The problem
Going down the data below, set down exactly the line with "provider-unavailable error with the given message." and each line after it through the line with "provider error with the given message."; no other lines.

Saved data entries
+-------+

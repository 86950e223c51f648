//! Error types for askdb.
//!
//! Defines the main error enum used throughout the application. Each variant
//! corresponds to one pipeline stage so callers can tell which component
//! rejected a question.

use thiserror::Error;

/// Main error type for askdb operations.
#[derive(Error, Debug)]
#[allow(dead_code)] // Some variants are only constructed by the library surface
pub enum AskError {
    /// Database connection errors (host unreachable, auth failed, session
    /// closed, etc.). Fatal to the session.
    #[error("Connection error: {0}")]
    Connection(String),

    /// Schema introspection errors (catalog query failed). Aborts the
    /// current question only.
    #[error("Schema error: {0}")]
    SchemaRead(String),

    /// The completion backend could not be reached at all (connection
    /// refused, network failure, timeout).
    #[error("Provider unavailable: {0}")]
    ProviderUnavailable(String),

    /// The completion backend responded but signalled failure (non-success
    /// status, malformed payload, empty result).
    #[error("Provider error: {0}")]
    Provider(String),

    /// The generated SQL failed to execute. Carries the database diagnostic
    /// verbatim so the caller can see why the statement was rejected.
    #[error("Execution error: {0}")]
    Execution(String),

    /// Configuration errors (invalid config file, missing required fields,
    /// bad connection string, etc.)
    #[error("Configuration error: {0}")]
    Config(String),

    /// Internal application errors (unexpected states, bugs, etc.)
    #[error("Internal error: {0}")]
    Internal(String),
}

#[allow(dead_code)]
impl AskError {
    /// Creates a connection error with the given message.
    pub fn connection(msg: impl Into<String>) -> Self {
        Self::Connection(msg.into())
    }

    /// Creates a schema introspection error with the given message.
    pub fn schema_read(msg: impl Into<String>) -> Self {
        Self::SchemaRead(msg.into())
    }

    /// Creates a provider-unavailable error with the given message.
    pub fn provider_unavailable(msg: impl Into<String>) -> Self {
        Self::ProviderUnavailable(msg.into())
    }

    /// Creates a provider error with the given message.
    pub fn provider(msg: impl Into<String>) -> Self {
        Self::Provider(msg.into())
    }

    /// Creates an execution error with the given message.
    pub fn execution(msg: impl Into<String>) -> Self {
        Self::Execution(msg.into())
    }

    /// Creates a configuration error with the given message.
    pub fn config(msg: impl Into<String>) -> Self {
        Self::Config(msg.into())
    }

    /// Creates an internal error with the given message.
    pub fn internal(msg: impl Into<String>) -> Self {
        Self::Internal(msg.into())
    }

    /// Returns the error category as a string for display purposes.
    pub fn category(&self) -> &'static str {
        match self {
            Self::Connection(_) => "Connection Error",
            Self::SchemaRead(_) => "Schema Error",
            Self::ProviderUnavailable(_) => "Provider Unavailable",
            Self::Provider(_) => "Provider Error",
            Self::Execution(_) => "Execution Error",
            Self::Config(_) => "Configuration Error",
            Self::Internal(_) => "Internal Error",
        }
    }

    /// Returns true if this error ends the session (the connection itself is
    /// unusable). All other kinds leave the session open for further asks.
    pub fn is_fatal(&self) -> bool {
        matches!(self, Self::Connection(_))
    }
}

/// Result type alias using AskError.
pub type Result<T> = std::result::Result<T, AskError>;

+-------+

Your solution
    /// Creates a provider-unavailable error with the given message.
    pub fn provider_unavailable(msg: impl Into<String>) -> Self {
        Self::ProviderUnavailable(msg.into())
    }

    /// Creates a provider error with the given message.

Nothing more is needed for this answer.